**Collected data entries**
++++++++++
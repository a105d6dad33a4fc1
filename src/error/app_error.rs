use axum::extract::rejection::{JsonRejection, QueryRejection};
use serde::Serialize;
use thiserror::Error;
use utoipa::ToSchema;

use crate::config::error::ConfigError;

/// Application-wide error type that represents all possible errors in the system.
///
/// Handlers and behaviours never catch these; they propagate unchanged up to the
/// HTTP surface, which is the only place they are mapped to status codes.
#[derive(Error, Debug)]
pub enum AppError {
    /// Requested data does not exist
    #[error("Resource not found: {message}")]
    NotFound { message: String },

    /// One or more field constraints were not met
    #[error("Validation failed: {} field error(s)", .errors.len())]
    Validation { errors: Vec<ValidationFieldError> },

    /// Malformed request that could not be turned into a typed request
    #[error("Bad request: {message}")]
    BadRequest { message: String },

    /// Store operation did not complete
    #[error("Persistence failure: {operation}")]
    PersistenceFailure { operation: String },

    /// The caller's cancellation token fired before the operation finished
    #[error("Request cancelled")]
    Cancelled,

    /// Configuration error with key information
    #[error("Configuration error: {key}")]
    Configuration {
        key: String,
        #[source]
        source: anyhow::Error,
    },

    /// Internal error for unexpected failures
    #[error("Internal error")]
    Internal {
        #[source]
        source: anyhow::Error,
    },
}

/// A single field-level validation message.
#[derive(Debug, Clone, PartialEq, Eq, Serialize, ToSchema)]
pub struct ValidationFieldError {
    pub field: String,
    pub message: String,
}

impl ValidationFieldError {
    pub fn new(field: impl Into<String>, message: impl Into<String>) -> Self {
        Self {
            field: field.into(),
            message: message.into(),
        }
    }
}

impl AppError {
    pub fn not_found(message: impl Into<String>) -> Self {
        AppError::NotFound {
            message: message.into(),
        }
    }

    /// NotFound for a user id; shared by get, update and delete.
    pub fn user_not_found(id: i32) -> Self {
        Self::not_found(user_not_found_message(id))
    }

    pub fn persistence(operation: impl Into<String>) -> Self {
        AppError::PersistenceFailure {
            operation: operation.into(),
        }
    }

    pub fn is_not_found(&self) -> bool {
        matches!(self, AppError::NotFound { .. })
    }
}

impl From<anyhow::Error> for AppError {
    fn from(error: anyhow::Error) -> Self {
        AppError::Internal { source: error }
    }
}

impl From<ConfigError> for AppError {
    fn from(error: ConfigError) -> Self {
        AppError::Configuration {
            key: "settings".to_string(),
            source: anyhow::Error::new(error),
        }
    }
}

impl From<validator::ValidationErrors> for AppError {
    fn from(errors: validator::ValidationErrors) -> Self {
        AppError::Validation {
            errors: field_errors(&errors),
        }
    }
}

impl From<QueryRejection> for AppError {
    fn from(rejection: QueryRejection) -> Self {
        AppError::BadRequest {
            message: rejection.body_text(),
        }
    }
}

impl From<JsonRejection> for AppError {
    fn from(rejection: JsonRejection) -> Self {
        AppError::BadRequest {
            message: rejection.body_text(),
        }
    }
}

pub fn user_not_found_message(id: i32) -> String {
    format!("The user '{id}' could not be found")
}

/// Flattens `validator` output into wire-named field errors, ordered by field.
pub fn field_errors(errors: &validator::ValidationErrors) -> Vec<ValidationFieldError> {
    let mut flattened: Vec<ValidationFieldError> = errors
        .field_errors()
        .iter()
        .flat_map(|(field, errs)| {
            let field = to_camel_case(field);
            errs.iter().map(move |err| {
                let message = err
                    .message
                    .as_ref()
                    .map(|m| m.to_string())
                    .unwrap_or_else(|| err.code.to_string());
                ValidationFieldError::new(field.clone(), message)
            })
        })
        .collect();
    flattened.sort_by(|a, b| a.field.cmp(&b.field));
    flattened
}

fn to_camel_case(field: &str) -> String {
    let mut out = String::with_capacity(field.len());
    let mut upper_next = false;
    for c in field.chars() {
        if c == '_' {
            upper_next = true;
        } else if upper_next {
            out.extend(c.to_uppercase());
            upper_next = false;
        } else {
            out.push(c);
        }
    }
    out
}

/// Type alias for Result with AppError to simplify function signatures
pub type AppResult<T> = Result<T, AppError>;

#[cfg(test)]
mod tests {
    use super::*;
    use validator::Validate;

    #[derive(Debug, Validate)]
    struct Sample {
        #[validate(length(min = 1, message = "Given names must not be empty"))]
        given_names: String,
        #[validate(range(min = 1))]
        page_number: i32,
    }

    #[test]
    fn test_user_not_found_message() {
        let err = AppError::user_not_found(42);
        assert!(err.is_not_found());
        match err {
            AppError::NotFound { message } => {
                assert_eq!(message, "The user '42' could not be found")
            }
            other => panic!("Expected NotFound, got {:?}", other),
        }
    }

    #[test]
    fn test_validation_errors_use_wire_names() {
        let sample = Sample {
            given_names: String::new(),
            page_number: 0,
        };
        let err: AppError = sample.validate().unwrap_err().into();
        match err {
            AppError::Validation { errors } => {
                assert_eq!(errors.len(), 2);
                assert_eq!(errors[0].field, "givenNames");
                assert_eq!(errors[0].message, "Given names must not be empty");
                assert_eq!(errors[1].field, "pageNumber");
                // No custom message falls back to the validator code
                assert_eq!(errors[1].message, "range");
            }
            other => panic!("Expected Validation, got {:?}", other),
        }
    }

    #[test]
    fn test_to_camel_case() {
        assert_eq!(to_camel_case("id"), "id");
        assert_eq!(to_camel_case("items_per_page"), "itemsPerPage");
        assert_eq!(to_camel_case("lastName"), "lastName");
    }

    #[test]
    fn test_config_error_conversion() {
        let err: AppError = ConfigError::validation("server.port", "bad port").into();
        assert!(matches!(err, AppError::Configuration { .. }));
    }
}
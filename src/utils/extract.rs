//! Extractors that turn axum rejections into `AppError::BadRequest`.
//!
//! Field rules are not checked here; they run in the validation behaviour so
//! every transport sees the same failures.

use axum::Json;
use axum::extract::rejection::{JsonRejection, QueryRejection};
use axum::extract::{FromRequest, FromRequestParts, Query, Request};
use axum::http::request::Parts;
use serde::de::DeserializeOwned;

use crate::error::{AppError, AppResult};

/// Query string deserialized into `T`
#[derive(Debug, Clone, Copy, Default)]
pub struct QueryParams<T>(pub T);

impl<T, S> FromRequestParts<S> for QueryParams<T>
where
    T: DeserializeOwned,
    S: Send + Sync,
    Query<T>: FromRequestParts<S, Rejection = QueryRejection>,
{
    type Rejection = AppError;

    async fn from_request_parts(parts: &mut Parts, state: &S) -> AppResult<Self> {
        let Query(value) = Query::<T>::from_request_parts(parts, state).await?;
        Ok(QueryParams(value))
    }
}

/// JSON body deserialized into `T`
#[derive(Debug, Clone, Copy, Default)]
pub struct JsonBody<T>(pub T);

impl<T, S> FromRequest<S> for JsonBody<T>
where
    T: DeserializeOwned,
    S: Send + Sync,
    Json<T>: FromRequest<S, Rejection = JsonRejection>,
{
    type Rejection = AppError;

    async fn from_request(req: Request, state: &S) -> AppResult<Self> {
        let Json(value) = Json::<T>::from_request(req, state).await?;
        Ok(JsonBody(value))
    }
}
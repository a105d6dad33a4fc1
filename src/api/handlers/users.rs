//! User request handlers.
//!
//! Each handler turns the HTTP request into a typed use-case request and
//! sends it through the mediator. Validation, existence checks and logging
//! happen in the pipeline, not here.

use axum::{
    Extension, Json,
    extract::State,
    http::{StatusCode, header},
};
use tokio_util::sync::CancellationToken;
use utoipa_axum::router::OpenApiRouter;
use utoipa_axum::routes;

use crate::api::doc::USER_TAG;
use crate::api::dto::ErrorResponse;
use crate::error::AppResult;
use crate::state::AppState;
use crate::users::{
    CreateUser, DeleteUser, FindUsers, GetUser, ListUsers, PaginatedDto, UpdateUser, UserDto,
};
use crate::utils::{JsonBody, QueryParams};

/// Base path of the user resource.
pub const USERS_PATH: &str = "/Users";

/// Creates user-related routes.
///
/// Routes:
/// - GET /Users?id=        - Get user by id
/// - POST /Users           - Create user
/// - PUT /Users            - Update user
/// - DELETE /Users?id=     - Delete user
/// - GET /Users/Find       - Find users by name
/// - GET /Users/List       - Page through users
pub fn user_routes() -> OpenApiRouter<AppState> {
    OpenApiRouter::new()
        .routes(routes!(get_user, create_user, update_user, delete_user))
        .routes(routes!(find_users))
        .routes(routes!(list_users))
}

/// `Location` value for a stored user.
pub fn user_location(id: i32) -> String {
    format!("{USERS_PATH}?id={id}")
}

/// Get a user by id.
#[utoipa::path(
    get,
    path = "/Users",
    tag = USER_TAG,
    params(GetUser),
    responses(
        (status = 200, description = "The user", body = UserDto),
        (status = 400, description = "Invalid id", body = ErrorResponse),
        (status = 404, description = "No user with this id", body = ErrorResponse)
    )
)]
async fn get_user(
    State(state): State<AppState>,
    Extension(cancel): Extension<CancellationToken>,
    QueryParams(request): QueryParams<GetUser>,
) -> AppResult<Json<UserDto>> {
    let user = state.mediator.send(request, &cancel).await?;
    Ok(Json(user))
}

/// Find users by given names and/or last name.
///
/// Both criteria combine with OR; at least one must be supplied.
#[utoipa::path(
    get,
    path = "/Users/Find",
    tag = USER_TAG,
    params(FindUsers),
    responses(
        (status = 200, description = "Matching users", body = Vec<UserDto>),
        (status = 400, description = "No criteria supplied", body = ErrorResponse),
        (status = 404, description = "No user matches", body = ErrorResponse)
    )
)]
async fn find_users(
    State(state): State<AppState>,
    Extension(cancel): Extension<CancellationToken>,
    QueryParams(request): QueryParams<FindUsers>,
) -> AppResult<Json<Vec<UserDto>>> {
    let users = state.mediator.send(request, &cancel).await?;
    Ok(Json(users))
}

/// List one page of users in ascending id order.
#[utoipa::path(
    get,
    path = "/Users/List",
    tag = USER_TAG,
    params(ListUsers),
    responses(
        (status = 200, description = "One page of users", body = PaginatedDto<UserDto>),
        (status = 400, description = "Invalid paging", body = ErrorResponse),
        (status = 404, description = "The store is empty", body = ErrorResponse)
    )
)]
async fn list_users(
    State(state): State<AppState>,
    Extension(cancel): Extension<CancellationToken>,
    QueryParams(request): QueryParams<ListUsers>,
) -> AppResult<Json<PaginatedDto<UserDto>>> {
    let page = state.mediator.send(request, &cancel).await?;
    Ok(Json(page))
}

/// Create a user.
#[utoipa::path(
    post,
    path = "/Users",
    tag = USER_TAG,
    request_body = CreateUser,
    responses(
        (status = 201, description = "User created", body = UserDto,
            headers(("Location" = String, description = "Where the new user can be fetched"))),
        (status = 400, description = "Invalid request", body = ErrorResponse)
    )
)]
async fn create_user(
    State(state): State<AppState>,
    Extension(cancel): Extension<CancellationToken>,
    JsonBody(request): JsonBody<CreateUser>,
) -> AppResult<(StatusCode, [(header::HeaderName, String); 1], Json<UserDto>)> {
    let user = state.mediator.send(request, &cancel).await?;
    let location = user_location(user.user_id);
    Ok((StatusCode::CREATED, [(header::LOCATION, location)], Json(user)))
}

/// Replace a user's names and contact detail.
#[utoipa::path(
    put,
    path = "/Users",
    tag = USER_TAG,
    request_body = UpdateUser,
    responses(
        (status = 200, description = "User updated", body = UserDto),
        (status = 400, description = "Invalid request", body = ErrorResponse),
        (status = 404, description = "No user with this id", body = ErrorResponse)
    )
)]
async fn update_user(
    State(state): State<AppState>,
    Extension(cancel): Extension<CancellationToken>,
    JsonBody(request): JsonBody<UpdateUser>,
) -> AppResult<Json<UserDto>> {
    let user = state.mediator.send(request, &cancel).await?;
    Ok(Json(user))
}

/// Delete a user by id and return what was removed.
#[utoipa::path(
    delete,
    path = "/Users",
    tag = USER_TAG,
    params(DeleteUser),
    responses(
        (status = 200, description = "User deleted", body = UserDto),
        (status = 400, description = "Invalid id", body = ErrorResponse),
        (status = 404, description = "No user with this id", body = ErrorResponse)
    )
)]
async fn delete_user(
    State(state): State<AppState>,
    Extension(cancel): Extension<CancellationToken>,
    QueryParams(request): QueryParams<DeleteUser>,
) -> AppResult<Json<UserDto>> {
    let user = state.mediator.send(request, &cancel).await?;
    Ok(Json(user))
}

#[cfg(test)]
mod tests {
    use super::*;

    #[test]
    fn test_user_location() {
        assert_eq!(user_location(12), "/Users?id=12");
    }

    #[test]
    fn test_routes_are_documented() {
        let (_, api) = user_routes().split_for_parts();
        let paths: Vec<&str> = api.paths.paths.keys().map(String::as_str).collect();
        assert_eq!(paths, vec!["/Users", "/Users/Find", "/Users/List"]);

        let users = &api.paths.paths["/Users"];
        assert!(users.get.is_some());
        assert!(users.post.is_some());
        assert!(users.put.is_some());
        assert!(users.delete.is_some());
    }
}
++++++++++
**ASSIGNMENT**
Would you copy out exactly the lines above that start at the one containing "for unexpected failures" and end at the one containing "pub fn user_not_found(id: i32)", inclusive?

**ANSWER SECTION**
    /// Internal error for unexpected failures
    #[error("Internal error")]
    Internal {
        #[source]
        source: anyhow::Error,
    },
}

/// A single field-level validation message.
#[derive(Debug, Clone, PartialEq, Eq, Serialize, ToSchema)]
pub struct ValidationFieldError {
    pub field: String,
    pub message: String,
}

impl ValidationFieldError {
    pub fn new(field: impl Into<String>, message: impl Into<String>) -> Self {
        Self {
            field: field.into(),
            message: message.into(),
        }
    }
}

impl AppError {
    pub fn not_found(message: impl Into<String>) -> Self {
        AppError::NotFound {
            message: message.into(),
        }
    }

    /// NotFound for a user id; shared by get, update and delete.
    pub fn user_not_found(id: i32) -> Self {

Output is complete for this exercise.